Here Is The Bible Study Method We Use, Better Known As DOTW

There are literally thousands of methods that have been created for Bible reading! Behind each one is an understanding of what kind of book the Bible is and what it is designed to do.

For example, in the popular lectio divina method, the Bible is understood as a “living word” that the reader “enters” in order to commune with God. In the lectio divina method, Bible readers are trained to read slowly, carefully, and repetitively, and then to meditate, pray, and contemplate. Through this process the reader is encouraged to enter into the text as if he or she were actually a part of it.

No doubt many Christians have found such Bible reading methods fruitful, and yet…

What would happen if we read the Bible not as a word that we enter, but rather as a word that enters us?

In other words, what if the Bible is a read as a revelation of God’s character? What if it is designed to reveal God’s actions toward us and to reveal how God calls us to respond to him and to others? What if we could train ourselves to read the Bible so that the emphasis of our reading was not creativity or mystical experience but instead careful attentiveness to what each scripture reveals about God’s character, his action towards us, and the response he commands from us?

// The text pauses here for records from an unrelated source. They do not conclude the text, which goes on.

pub mod diagnostics;
pub mod products;

use axum::Json;
use serde_json::{json, Value};

use crate::schema::{self, SchemaDocument};

pub async fn root() -> Json<Value> {
    Json(json!({ "message": "Hello from the catalog service!" }))
}

pub async fn hello() -> Json<Value> {
    Json(json!({ "message": "Hello from the backend API!" }))
}

pub async fn schema() -> Json<SchemaDocument> {
    Json(schema::schema_document())
}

Such a method would approach each passage of scripture something like this:

Hear

1. What does this reveal about the Character of God?

2. What is the context?

3. How does the Nicene Creed shed light on this?

Do

4. What action does God take in this passage toward others?

5. What action does God call me to take toward God? Toward others?

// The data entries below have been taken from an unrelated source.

use std::str::FromStr;
use std::sync::Arc;

use async_trait::async_trait;
use sqlx::postgres::{PgConnectOptions, PgPoolOptions};
use thiserror::Error;
use tracing::{info, warn};

use crate::config::Config;
use crate::error::{AppError, AppResult};
use crate::models::*;

#[cfg(test)]
pub mod memory;
pub mod postgres;

pub use postgres::PgProductStore;

#[derive(Debug, Error)]
pub enum StorageError {
    #[error(transparent)]
    Database(#[from] sqlx::Error),
    #[error(transparent)]
    Migrate(#[from] sqlx::migrate::MigrateError),
    #[error("{0}")]
    Backend(String),
}

/// The product collection and the database around it.
#[async_trait]
pub trait ProductStore: Send + Sync {
    async fn count_products(&self) -> Result<i64, StorageError>;

    /// Inserts the whole batch or nothing. Returns the number of documents written.
    async fn insert_products(&self, products: &[NewProduct]) -> Result<u64, StorageError>;

    async fn list_product_summaries(
        &self,
        limit: Option<Limit>,
    ) -> Result<Vec<ProductSummaryRecord>, StorageError>;

    async fn find_product_by_slug(&self, slug: &str)
        -> Result<Option<ProductRecord>, StorageError>;

    async fn database_name(&self) -> Result<String, StorageError>;

    async fn collection_names(&self) -> Result<Vec<String>, StorageError>;

    async fn close(&self);
}

/// `None` is a normal runtime state: the service keeps serving and the
/// catalog routes answer with a server error.
pub type StorageHandle = Option<Arc<dyn ProductStore>>;

// ── Lifecycle ─────────────────────────────────────────────────────────────────

/// Connects and migrates. Any failure leaves the handle absent instead of
/// aborting startup.
pub async fn connect(config: &Config) -> StorageHandle {
    let Some(url) = config.database_url.as_deref() else {
        warn!("DATABASE_URL not set; running without storage");
        return None;
    };

    match try_connect(url, config).await {
        Ok(store) => {
            let database = store
                .database_name()
                .await
                .unwrap_or_else(|_| "unknown".to_string());
            info!(%database, "Database connection pool established.");
            Some(Arc::new(store))
        }
        Err(e) => {
            warn!(error = %e, "Database unavailable; running without storage");
            None
        }
    }
}

async fn try_connect(url: &str, config: &Config) -> Result<PgProductStore, StorageError> {
    let mut options = PgConnectOptions::from_str(url)?;
    if let Some(name) = config.database_name.as_deref() {
        options = options.database(name);
    }

    info!("Connecting to PostgreSQL...");
    let pool = PgPoolOptions::new()
        .max_connections(config.max_connections.max(1))
        .connect_with(options)
        .await?;

    info!("Running migrations...");
    sqlx::migrate!("./migrations").run(&pool).await?;
    info!("Migrations complete.");

    Ok(PgProductStore::new(pool))
}

pub async fn close(storage: &StorageHandle) {
    if let Some(store) = storage {
        store.close().await;
        info!("Database connection closed.");
    }
}

// ── Catalog reads ─────────────────────────────────────────────────────────────

fn require(storage: &StorageHandle) -> AppResult<&dyn ProductStore> {
    storage.as_deref().ok_or(AppError::StorageUnavailable)
}

pub async fn fetch_products(
    storage: &StorageHandle,
    limit: Option<Limit>,
) -> AppResult<ProductList> {
    let store = require(storage)?;
    let items = store
        .list_product_summaries(limit)
        .await?
        .into_iter()
        .map(IntoWire::into_wire)
        .collect();
    Ok(ProductList { items })
}

pub async fn fetch_product_by_slug(storage: &StorageHandle, slug: &str) -> AppResult<Product> {
    let store = require(storage)?;
    store
        .find_product_by_slug(slug)
        .await?
        .into_wire()
        .ok_or_else(|| AppError::NotFound("Product not found".to_string()))
}

#[cfg(test)]
mod tests {
    use super::memory::InMemoryProductStore;
    use super::*;
    use crate::seed::sample_products;

    fn seeded() -> StorageHandle {
        Some(Arc::new(InMemoryProductStore::with_products(sample_products())))
    }

    // ── List ───────────────────────────────────────────────────────────────────

    #[tokio::test]
    async fn list_without_limit_returns_everything() {
        let list = fetch_products(&seeded(), None).await.unwrap();
        assert_eq!(list.items.len(), sample_products().len());
    }

    #[tokio::test]
    async fn list_respects_limit() {
        let storage = seeded();
        for (limit, expected) in [(1u32, 1), (3, 3), (100, 6)] {
            let limit = Limit::try_from(limit).unwrap();
            let list = fetch_products(&storage, Some(limit)).await.unwrap();
            assert_eq!(list.items.len(), expected);
        }
    }

    #[tokio::test]
    async fn list_items_expose_string_ids() {
        let list = fetch_products(&seeded(), None).await.unwrap();
        for item in &list.items {
            assert!(uuid::Uuid::parse_str(&item.id).is_ok());
        }
    }

    #[tokio::test]
    async fn list_without_storage_is_unavailable() {
        let err = fetch_products(&None, None).await.unwrap_err();
        assert!(matches!(err, AppError::StorageUnavailable));
    }

    #[tokio::test]
    async fn list_surfaces_storage_failures() {
        let storage: StorageHandle = Some(Arc::new(InMemoryProductStore::failing("socket closed")));
        let err = fetch_products(&storage, None).await.unwrap_err();
        assert!(matches!(err, AppError::Storage(_)));
        assert_eq!(err.to_string(), "socket closed");
    }

    // ── Lookup ─────────────────────────────────────────────────────────────────

    #[tokio::test]
    async fn lookup_returns_full_document() {
        let product = fetch_product_by_slug(&seeded(), "aurora-array-pro").await.unwrap();
        assert_eq!(product.slug, "aurora-array-pro");
        assert!(!product.specs.is_empty());
        assert!(!product.features.is_empty());
        assert!(!product.images.is_empty());
        assert!(product.description.is_some());
    }

    #[tokio::test]
    async fn lookup_unknown_slug_is_not_found() {
        let err = fetch_product_by_slug(&seeded(), "does-not-exist").await.unwrap_err();
        assert!(matches!(err, AppError::NotFound(_)));
    }

    #[tokio::test]
    async fn lookup_without_storage_is_unavailable() {
        let err = fetch_product_by_slug(&None, "aurora-array-pro").await.unwrap_err();
        assert!(matches!(err, AppError::StorageUnavailable));
    }

    #[tokio::test]
    async fn lookup_surfaces_storage_failures() {
        let storage: StorageHandle = Some(Arc::new(InMemoryProductStore::failing("timeout")));
        let err = fetch_product_by_slug(&storage, "aurora-array-pro").await.unwrap_err();
        assert!(matches!(err, AppError::Storage(_)));
    }

    // ── Lifecycle ──────────────────────────────────────────────────────────────

    #[tokio::test]
    async fn connect_without_url_leaves_storage_absent() {
        let config = Config::from_lookup(|_| None).unwrap();
        assert!(connect(&config).await.is_none());
    }

    #[tokio::test]
    async fn connect_with_malformed_url_leaves_storage_absent() {
        let config = Config::from_lookup(|key| {
            (key == "DATABASE_URL").then(|| "not a database url".to_string())
        })
        .unwrap();
        assert!(connect(&config).await.is_none());
    }

    #[tokio::test]
    async fn close_marks_the_store_closed() {
        let store = Arc::new(InMemoryProductStore::default());
        let storage: StorageHandle = Some(store.clone());
        close(&storage).await;
        assert!(store.is_closed());
        assert!(store.count_products().await.is_err());
    }
}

6. What actions did I take?

It’s really the most basic kind of Bible reading of all. We call it the DOTW Bible study method. DOTW stands for Doers of the Word. That name reminds us that all our Bible study is foolishness unless it leads to do the wise word we have heard!

That’s why the method is divided into two parts: Hearing the word and doing the word. Jesus tells us in Matthew 7:24-27 that if we hear the word without doing it, we are foolish and our lives will be thrown into turmoil by every problem we face. We’ll always be crying out, “What should I do now?” Jesus says that if we hear the word and do it, we’ll be wise and our lives will be steady in the storm.

As regards what order to read the Bible in, each method has its own recommendation to that question as well. Following the Revised Common Lectionary (RCL) is one used by many churches in many different traditions, and so we follow it here as a way of keeping in communion with and seeking to serve with as much of the faithful church around the world and across the ages as we can.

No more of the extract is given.